═════ Provided records ═════

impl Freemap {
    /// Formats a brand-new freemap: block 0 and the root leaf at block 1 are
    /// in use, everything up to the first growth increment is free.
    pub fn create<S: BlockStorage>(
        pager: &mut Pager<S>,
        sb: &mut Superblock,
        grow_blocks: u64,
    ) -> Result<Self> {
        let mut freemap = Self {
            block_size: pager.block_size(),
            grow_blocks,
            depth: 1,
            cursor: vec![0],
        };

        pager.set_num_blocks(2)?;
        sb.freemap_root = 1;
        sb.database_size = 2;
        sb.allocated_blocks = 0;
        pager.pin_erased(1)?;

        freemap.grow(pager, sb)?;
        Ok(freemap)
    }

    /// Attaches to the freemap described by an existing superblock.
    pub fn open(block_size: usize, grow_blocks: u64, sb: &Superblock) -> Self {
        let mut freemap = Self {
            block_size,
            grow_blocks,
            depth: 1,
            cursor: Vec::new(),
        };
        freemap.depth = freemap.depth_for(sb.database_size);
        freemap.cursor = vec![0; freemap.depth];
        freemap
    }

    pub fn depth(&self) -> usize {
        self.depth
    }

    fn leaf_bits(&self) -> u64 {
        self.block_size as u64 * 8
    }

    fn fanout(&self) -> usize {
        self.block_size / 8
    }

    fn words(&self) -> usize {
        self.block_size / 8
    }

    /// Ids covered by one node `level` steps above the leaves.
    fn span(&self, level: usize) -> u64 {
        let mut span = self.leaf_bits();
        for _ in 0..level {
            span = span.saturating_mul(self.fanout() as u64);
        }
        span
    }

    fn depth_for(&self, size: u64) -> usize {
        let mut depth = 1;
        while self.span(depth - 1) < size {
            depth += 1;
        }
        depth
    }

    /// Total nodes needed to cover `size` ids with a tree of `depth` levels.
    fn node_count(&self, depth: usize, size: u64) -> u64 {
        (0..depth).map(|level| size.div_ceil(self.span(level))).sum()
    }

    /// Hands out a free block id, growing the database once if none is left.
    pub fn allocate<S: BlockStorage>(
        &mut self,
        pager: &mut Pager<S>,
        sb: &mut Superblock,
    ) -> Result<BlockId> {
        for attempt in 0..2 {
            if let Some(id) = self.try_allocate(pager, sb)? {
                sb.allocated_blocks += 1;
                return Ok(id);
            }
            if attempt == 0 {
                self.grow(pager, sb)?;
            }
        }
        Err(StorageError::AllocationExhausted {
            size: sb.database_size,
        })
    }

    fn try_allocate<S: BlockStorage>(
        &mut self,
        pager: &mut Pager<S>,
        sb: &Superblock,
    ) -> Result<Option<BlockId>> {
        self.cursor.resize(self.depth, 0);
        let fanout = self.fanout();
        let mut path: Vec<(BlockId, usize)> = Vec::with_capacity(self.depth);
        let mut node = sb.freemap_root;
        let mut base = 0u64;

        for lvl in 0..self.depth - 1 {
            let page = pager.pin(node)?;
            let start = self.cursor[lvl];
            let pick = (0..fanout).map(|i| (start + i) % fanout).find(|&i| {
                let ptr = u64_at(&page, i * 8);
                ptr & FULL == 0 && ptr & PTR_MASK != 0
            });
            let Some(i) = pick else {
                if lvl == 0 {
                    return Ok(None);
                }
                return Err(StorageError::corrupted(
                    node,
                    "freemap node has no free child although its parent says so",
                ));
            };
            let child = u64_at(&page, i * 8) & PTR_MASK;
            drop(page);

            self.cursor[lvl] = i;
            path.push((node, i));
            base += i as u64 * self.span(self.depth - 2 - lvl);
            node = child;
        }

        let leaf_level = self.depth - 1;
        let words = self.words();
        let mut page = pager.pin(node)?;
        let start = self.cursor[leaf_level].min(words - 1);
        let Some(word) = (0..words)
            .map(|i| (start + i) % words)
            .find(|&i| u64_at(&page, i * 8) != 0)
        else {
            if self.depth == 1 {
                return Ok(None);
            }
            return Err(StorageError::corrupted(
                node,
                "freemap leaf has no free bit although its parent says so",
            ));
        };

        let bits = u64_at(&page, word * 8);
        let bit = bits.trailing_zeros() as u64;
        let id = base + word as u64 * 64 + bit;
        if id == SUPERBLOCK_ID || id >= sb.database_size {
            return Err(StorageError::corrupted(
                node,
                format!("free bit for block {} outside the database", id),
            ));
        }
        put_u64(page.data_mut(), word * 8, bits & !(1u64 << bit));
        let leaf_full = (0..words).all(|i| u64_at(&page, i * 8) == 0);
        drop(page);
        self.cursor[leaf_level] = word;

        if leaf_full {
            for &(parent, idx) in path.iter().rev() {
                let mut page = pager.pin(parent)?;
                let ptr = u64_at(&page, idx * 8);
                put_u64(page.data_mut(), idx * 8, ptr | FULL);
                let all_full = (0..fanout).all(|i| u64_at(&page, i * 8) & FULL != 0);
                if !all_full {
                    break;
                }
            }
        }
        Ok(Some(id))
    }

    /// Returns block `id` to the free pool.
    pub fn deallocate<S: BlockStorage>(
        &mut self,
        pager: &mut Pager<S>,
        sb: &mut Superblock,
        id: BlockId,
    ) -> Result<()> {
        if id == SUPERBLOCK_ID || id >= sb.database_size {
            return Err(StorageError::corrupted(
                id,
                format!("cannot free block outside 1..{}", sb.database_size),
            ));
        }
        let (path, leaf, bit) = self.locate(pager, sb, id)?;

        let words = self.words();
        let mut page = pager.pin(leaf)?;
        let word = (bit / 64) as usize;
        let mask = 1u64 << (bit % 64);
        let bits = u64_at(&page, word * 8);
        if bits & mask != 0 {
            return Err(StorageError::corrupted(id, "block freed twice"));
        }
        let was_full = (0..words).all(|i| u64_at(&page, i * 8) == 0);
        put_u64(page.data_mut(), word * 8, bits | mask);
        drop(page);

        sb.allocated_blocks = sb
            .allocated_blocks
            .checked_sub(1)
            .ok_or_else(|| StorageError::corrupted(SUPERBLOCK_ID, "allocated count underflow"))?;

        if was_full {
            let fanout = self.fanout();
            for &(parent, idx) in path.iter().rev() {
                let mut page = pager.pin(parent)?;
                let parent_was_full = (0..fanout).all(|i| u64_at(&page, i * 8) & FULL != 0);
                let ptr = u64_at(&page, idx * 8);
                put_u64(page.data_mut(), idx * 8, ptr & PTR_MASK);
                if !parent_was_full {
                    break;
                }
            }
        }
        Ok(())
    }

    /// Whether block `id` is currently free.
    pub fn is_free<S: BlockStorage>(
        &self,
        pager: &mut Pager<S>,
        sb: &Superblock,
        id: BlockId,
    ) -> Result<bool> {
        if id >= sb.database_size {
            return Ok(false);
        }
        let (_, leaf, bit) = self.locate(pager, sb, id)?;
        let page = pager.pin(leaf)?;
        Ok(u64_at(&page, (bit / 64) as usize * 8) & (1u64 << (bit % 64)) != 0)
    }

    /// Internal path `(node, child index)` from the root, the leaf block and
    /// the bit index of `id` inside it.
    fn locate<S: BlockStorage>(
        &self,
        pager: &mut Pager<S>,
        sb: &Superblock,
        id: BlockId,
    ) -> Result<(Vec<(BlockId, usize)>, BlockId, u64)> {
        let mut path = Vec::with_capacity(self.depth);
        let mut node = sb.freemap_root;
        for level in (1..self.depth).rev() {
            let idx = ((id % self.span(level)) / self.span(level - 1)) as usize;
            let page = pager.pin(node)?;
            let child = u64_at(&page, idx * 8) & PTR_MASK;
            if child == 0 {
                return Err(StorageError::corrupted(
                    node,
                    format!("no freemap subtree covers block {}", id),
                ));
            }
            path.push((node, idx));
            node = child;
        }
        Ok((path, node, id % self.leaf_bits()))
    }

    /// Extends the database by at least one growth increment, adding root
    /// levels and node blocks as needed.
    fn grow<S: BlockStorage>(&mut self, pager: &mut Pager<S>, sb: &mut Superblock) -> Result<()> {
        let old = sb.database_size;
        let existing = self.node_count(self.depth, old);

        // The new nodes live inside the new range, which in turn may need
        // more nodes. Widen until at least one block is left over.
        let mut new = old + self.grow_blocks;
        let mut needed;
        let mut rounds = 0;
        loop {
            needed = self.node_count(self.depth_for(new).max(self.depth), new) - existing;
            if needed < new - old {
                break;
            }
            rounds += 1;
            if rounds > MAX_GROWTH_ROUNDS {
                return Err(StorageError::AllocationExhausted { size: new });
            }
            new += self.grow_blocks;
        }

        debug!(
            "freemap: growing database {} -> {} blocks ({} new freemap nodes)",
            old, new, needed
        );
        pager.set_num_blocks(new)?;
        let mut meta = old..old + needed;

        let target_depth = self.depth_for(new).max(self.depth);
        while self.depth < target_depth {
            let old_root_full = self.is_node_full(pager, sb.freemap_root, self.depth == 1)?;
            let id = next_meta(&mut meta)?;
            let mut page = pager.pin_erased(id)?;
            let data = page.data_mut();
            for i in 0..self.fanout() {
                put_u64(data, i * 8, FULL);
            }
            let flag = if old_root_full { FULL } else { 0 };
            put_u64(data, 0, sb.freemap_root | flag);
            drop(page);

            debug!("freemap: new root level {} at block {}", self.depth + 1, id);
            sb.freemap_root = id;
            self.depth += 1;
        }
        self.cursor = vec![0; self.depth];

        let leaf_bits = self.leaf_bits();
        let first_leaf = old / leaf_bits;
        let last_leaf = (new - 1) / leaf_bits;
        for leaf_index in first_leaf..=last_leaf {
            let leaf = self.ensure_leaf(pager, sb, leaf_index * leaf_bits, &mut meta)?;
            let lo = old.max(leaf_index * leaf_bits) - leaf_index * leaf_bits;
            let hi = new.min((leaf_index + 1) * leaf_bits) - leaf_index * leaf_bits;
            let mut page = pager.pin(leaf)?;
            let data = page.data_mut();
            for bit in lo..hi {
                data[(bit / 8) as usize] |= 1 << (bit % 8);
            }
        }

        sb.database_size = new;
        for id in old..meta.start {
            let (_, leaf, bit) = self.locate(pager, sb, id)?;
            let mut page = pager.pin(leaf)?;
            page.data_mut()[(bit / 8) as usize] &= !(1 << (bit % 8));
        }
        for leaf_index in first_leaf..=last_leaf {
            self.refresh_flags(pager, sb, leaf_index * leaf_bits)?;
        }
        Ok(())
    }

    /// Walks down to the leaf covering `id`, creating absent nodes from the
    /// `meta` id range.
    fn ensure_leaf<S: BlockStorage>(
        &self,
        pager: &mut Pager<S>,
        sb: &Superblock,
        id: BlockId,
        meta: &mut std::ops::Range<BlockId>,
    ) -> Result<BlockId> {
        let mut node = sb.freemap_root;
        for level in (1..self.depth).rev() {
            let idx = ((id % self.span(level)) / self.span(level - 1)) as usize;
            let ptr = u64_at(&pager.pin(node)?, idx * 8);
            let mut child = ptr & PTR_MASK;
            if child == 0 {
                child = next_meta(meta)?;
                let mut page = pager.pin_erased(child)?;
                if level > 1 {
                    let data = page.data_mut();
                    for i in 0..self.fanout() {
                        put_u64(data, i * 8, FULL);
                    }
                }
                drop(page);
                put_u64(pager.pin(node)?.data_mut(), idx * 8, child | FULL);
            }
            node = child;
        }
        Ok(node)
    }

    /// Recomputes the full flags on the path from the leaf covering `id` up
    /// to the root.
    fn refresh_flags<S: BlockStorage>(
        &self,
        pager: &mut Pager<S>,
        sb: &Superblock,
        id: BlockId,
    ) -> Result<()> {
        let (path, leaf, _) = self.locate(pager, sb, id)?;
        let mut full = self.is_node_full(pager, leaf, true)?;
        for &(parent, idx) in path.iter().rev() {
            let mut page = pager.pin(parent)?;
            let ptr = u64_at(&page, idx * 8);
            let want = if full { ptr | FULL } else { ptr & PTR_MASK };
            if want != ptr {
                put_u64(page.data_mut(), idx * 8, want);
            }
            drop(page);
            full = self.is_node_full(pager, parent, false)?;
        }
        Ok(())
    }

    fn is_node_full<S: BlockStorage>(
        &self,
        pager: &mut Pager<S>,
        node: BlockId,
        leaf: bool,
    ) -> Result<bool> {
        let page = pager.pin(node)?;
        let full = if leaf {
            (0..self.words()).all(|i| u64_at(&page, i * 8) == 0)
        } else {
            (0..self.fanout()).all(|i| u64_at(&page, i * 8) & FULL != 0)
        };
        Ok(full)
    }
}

═════

[Requirement] Exactly the lines running from the top of the records to the line that contains "freemap.grow(pager, sb)?;", inclusive, must be set down, and nothing more.

[Result]
impl Freemap {
    /// Formats a brand-new freemap: block 0 and the root leaf at block 1 are
    /// in use, everything up to the first growth increment is free.
    pub fn create<S: BlockStorage>(
        pager: &mut Pager<S>,
        sb: &mut Superblock,
        grow_blocks: u64,
    ) -> Result<Self> {
        let mut freemap = Self {
            block_size: pager.block_size(),
            grow_blocks,
            depth: 1,
            cursor: vec![0],
        };

        pager.set_num_blocks(2)?;
        sb.freemap_root = 1;
        sb.database_size = 2;
        sb.allocated_blocks = 0;
        pager.pin_erased(1)?;

        freemap.grow(pager, sb)?;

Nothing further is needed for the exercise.